- [What you should do]
Copy each line of the material below that includes the string "RequestDeadline".

- [Data to process]
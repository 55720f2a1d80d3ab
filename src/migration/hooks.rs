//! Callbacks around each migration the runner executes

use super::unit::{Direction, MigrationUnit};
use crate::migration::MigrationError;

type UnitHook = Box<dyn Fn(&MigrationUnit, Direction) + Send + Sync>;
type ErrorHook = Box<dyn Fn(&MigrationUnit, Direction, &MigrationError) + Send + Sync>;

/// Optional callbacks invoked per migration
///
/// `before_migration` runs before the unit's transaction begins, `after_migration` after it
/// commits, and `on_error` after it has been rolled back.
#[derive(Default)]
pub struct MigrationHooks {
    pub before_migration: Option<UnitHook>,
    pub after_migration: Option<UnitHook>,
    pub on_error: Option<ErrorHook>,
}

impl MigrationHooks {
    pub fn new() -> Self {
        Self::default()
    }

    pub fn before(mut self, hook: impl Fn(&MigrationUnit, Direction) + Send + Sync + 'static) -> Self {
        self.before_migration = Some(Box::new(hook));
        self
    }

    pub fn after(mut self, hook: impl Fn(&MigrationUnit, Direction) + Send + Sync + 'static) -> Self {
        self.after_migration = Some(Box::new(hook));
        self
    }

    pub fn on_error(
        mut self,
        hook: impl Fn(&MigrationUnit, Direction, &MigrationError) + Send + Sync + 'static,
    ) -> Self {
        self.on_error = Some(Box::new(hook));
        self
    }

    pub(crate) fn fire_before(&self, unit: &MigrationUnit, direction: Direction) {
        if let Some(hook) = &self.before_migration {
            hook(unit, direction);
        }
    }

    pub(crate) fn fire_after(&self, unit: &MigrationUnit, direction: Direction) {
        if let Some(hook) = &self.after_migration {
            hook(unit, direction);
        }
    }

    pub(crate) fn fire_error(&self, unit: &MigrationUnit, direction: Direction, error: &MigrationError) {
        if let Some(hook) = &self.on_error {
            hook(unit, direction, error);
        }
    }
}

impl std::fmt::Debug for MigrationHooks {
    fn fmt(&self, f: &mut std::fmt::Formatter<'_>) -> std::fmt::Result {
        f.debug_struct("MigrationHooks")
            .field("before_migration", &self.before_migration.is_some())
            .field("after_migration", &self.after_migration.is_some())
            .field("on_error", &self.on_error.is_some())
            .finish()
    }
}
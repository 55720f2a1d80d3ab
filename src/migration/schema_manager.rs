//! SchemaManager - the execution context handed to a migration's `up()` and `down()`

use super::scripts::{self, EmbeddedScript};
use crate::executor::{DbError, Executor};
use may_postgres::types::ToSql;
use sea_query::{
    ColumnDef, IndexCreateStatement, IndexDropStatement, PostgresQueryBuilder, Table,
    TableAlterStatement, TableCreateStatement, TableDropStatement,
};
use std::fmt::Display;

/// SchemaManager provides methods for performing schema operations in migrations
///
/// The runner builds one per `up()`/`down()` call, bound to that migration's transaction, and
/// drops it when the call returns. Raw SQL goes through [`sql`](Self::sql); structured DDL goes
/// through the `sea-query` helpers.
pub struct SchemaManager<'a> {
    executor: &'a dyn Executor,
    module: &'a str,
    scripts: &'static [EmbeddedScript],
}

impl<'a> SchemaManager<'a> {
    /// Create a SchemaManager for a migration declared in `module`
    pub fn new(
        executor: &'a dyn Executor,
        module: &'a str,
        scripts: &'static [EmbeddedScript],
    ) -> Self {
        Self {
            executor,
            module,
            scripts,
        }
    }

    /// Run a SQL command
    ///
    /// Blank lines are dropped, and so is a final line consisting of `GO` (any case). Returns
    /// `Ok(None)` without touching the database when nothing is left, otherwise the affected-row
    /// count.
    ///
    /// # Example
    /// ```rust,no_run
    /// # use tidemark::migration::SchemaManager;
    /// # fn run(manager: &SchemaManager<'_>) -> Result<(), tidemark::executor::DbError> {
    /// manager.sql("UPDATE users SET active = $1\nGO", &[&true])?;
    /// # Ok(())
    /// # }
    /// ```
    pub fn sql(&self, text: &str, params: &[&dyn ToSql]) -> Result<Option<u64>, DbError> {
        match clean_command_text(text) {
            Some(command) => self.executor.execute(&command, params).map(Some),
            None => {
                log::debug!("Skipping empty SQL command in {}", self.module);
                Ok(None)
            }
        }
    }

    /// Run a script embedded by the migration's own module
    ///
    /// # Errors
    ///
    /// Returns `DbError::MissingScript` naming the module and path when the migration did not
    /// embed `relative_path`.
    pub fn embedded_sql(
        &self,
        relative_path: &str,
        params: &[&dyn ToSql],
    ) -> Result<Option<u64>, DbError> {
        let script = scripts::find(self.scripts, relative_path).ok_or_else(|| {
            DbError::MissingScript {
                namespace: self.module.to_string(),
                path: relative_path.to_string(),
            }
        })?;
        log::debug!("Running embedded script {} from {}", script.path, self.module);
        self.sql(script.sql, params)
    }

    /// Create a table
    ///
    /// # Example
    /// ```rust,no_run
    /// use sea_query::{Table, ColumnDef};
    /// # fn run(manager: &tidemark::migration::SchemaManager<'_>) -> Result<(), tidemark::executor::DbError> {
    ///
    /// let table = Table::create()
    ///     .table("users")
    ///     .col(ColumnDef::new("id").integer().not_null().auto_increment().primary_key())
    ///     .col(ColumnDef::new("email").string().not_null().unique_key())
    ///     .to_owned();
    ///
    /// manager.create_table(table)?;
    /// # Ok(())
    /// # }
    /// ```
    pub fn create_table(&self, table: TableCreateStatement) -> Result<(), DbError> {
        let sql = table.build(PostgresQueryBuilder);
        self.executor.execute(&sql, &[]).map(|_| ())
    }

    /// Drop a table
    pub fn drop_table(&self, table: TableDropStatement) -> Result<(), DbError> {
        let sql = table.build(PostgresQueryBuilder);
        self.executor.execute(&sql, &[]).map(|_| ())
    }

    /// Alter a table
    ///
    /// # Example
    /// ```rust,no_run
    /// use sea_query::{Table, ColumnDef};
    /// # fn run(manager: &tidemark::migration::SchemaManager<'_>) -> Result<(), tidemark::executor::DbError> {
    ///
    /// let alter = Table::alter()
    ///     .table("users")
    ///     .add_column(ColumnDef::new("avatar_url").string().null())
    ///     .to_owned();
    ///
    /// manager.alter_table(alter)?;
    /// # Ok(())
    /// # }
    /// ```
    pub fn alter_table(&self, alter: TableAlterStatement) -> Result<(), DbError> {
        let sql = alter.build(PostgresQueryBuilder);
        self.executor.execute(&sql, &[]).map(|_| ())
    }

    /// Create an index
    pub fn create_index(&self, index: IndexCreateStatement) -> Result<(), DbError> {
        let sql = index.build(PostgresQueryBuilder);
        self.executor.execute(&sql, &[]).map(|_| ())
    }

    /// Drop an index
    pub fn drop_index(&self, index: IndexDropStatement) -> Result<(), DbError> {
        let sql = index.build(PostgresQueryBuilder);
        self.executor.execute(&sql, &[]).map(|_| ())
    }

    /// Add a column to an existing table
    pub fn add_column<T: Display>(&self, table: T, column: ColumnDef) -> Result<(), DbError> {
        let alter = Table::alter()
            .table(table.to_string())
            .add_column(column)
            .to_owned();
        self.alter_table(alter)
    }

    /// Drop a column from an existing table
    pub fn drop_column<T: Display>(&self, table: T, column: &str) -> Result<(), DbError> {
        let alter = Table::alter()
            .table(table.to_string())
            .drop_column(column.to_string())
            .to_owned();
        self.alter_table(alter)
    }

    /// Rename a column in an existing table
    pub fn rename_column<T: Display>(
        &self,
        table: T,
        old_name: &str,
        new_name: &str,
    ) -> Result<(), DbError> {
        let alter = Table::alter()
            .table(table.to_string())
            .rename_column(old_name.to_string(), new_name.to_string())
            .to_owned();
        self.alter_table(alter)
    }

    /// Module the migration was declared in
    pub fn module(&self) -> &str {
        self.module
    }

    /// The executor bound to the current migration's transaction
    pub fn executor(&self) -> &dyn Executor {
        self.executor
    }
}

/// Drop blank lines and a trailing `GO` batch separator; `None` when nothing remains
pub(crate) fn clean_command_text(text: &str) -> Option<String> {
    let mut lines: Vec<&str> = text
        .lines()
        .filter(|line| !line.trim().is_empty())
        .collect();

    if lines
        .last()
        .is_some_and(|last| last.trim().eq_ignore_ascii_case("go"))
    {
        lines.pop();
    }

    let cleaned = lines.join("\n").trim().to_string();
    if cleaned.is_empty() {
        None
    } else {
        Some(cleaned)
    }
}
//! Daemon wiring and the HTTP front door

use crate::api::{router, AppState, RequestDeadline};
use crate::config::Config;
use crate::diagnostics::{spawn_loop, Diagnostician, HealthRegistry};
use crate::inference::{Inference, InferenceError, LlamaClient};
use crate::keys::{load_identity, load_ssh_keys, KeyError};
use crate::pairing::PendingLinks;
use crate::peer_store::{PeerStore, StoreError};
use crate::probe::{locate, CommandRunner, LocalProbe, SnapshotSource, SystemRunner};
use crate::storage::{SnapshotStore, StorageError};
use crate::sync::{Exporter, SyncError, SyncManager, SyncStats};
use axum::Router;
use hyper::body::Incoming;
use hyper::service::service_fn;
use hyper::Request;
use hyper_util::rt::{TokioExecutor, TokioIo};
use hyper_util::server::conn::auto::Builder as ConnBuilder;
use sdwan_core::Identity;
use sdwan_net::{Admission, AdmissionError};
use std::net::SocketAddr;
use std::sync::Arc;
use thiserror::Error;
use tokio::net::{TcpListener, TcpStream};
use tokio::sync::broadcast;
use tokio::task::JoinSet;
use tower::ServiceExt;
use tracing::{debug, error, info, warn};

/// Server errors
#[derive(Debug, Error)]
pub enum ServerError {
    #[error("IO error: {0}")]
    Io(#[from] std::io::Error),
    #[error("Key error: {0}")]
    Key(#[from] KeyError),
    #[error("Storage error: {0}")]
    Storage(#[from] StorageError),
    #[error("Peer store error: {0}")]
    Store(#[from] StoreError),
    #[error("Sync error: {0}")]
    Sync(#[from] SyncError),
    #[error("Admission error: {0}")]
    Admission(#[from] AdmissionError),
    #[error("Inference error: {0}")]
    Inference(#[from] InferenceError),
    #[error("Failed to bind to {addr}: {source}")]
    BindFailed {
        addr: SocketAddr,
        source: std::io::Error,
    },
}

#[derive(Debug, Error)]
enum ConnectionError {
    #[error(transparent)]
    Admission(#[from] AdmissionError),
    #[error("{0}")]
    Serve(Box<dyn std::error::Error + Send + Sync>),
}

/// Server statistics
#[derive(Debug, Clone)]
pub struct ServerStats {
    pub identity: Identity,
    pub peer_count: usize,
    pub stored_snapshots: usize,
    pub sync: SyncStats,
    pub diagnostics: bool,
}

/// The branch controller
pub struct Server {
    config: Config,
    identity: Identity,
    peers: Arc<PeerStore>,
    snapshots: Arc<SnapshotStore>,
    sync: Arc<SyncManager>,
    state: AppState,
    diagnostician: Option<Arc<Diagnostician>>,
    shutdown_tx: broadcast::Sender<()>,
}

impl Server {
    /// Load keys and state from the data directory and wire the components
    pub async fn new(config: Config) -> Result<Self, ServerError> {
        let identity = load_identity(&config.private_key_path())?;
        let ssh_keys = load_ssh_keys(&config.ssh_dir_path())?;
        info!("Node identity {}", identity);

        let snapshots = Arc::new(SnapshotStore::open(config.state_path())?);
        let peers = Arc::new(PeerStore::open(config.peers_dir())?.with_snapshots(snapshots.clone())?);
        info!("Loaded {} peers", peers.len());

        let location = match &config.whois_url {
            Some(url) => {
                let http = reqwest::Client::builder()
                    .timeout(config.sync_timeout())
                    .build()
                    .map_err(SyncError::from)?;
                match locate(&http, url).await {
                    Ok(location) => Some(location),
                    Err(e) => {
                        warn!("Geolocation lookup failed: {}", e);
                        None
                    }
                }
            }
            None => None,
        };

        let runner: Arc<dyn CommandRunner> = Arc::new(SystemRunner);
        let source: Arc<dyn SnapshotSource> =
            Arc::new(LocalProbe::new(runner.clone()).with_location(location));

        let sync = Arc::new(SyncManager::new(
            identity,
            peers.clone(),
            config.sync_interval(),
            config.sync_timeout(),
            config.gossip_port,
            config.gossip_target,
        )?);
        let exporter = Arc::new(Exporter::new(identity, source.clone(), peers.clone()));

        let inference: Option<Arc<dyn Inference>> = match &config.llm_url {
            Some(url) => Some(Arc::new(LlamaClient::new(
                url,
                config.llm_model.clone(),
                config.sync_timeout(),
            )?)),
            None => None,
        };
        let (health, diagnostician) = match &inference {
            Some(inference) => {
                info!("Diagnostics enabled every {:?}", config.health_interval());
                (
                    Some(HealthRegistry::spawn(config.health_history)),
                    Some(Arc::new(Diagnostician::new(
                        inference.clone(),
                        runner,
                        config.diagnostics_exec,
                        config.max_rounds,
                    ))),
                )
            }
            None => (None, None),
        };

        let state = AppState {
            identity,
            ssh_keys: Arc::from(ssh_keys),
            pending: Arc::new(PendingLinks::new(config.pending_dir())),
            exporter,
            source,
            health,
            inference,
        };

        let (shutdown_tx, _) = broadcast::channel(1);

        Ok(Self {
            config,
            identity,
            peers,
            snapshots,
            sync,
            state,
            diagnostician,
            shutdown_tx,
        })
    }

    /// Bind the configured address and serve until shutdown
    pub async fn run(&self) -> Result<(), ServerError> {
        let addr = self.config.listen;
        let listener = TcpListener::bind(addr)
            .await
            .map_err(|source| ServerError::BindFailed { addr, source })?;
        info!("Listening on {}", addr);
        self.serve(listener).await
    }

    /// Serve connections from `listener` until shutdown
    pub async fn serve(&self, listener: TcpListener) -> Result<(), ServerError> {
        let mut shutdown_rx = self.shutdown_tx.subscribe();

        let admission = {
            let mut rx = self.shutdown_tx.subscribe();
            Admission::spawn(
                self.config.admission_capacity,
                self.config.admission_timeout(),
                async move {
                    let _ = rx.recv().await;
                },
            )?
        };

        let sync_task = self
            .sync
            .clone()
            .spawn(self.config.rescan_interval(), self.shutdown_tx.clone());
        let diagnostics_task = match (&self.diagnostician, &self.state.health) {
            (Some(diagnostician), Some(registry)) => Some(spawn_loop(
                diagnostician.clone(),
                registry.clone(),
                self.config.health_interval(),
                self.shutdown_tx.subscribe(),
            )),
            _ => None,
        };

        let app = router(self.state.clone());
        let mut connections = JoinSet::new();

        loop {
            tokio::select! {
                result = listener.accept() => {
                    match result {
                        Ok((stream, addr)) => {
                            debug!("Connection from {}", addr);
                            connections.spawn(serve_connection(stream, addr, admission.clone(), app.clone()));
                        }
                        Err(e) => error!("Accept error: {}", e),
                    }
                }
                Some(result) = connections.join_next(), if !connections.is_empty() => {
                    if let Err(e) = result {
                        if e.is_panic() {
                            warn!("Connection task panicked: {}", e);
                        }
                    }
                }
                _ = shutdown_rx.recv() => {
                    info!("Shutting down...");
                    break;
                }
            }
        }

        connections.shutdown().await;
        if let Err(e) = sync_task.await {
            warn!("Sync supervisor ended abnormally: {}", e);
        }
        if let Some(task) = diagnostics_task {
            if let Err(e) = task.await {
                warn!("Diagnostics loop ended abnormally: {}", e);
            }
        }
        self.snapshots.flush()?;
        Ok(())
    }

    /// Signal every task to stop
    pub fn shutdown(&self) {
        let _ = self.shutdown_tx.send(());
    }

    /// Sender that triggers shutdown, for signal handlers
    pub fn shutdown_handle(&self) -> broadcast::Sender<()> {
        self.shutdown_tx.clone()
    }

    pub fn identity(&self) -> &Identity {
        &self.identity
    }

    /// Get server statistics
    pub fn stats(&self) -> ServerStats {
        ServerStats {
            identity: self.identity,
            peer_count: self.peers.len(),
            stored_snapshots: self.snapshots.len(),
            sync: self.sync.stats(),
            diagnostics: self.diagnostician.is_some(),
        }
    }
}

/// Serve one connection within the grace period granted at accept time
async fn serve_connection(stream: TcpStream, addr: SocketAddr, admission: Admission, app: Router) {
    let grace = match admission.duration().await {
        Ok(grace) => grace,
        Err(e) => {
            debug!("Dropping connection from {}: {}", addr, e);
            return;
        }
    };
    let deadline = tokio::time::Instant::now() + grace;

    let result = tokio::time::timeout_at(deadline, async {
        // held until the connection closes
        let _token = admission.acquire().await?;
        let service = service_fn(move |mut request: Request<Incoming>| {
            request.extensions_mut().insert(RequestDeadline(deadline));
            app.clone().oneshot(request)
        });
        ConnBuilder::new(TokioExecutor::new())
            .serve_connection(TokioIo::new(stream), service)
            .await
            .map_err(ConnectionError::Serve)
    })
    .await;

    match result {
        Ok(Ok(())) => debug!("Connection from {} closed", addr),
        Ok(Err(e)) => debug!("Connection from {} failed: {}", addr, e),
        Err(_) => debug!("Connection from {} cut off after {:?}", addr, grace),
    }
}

- [Response to the exercise]
use crate::api::{router, AppState, RequestDeadline};
            request.extensions_mut().insert(RequestDeadline(deadline));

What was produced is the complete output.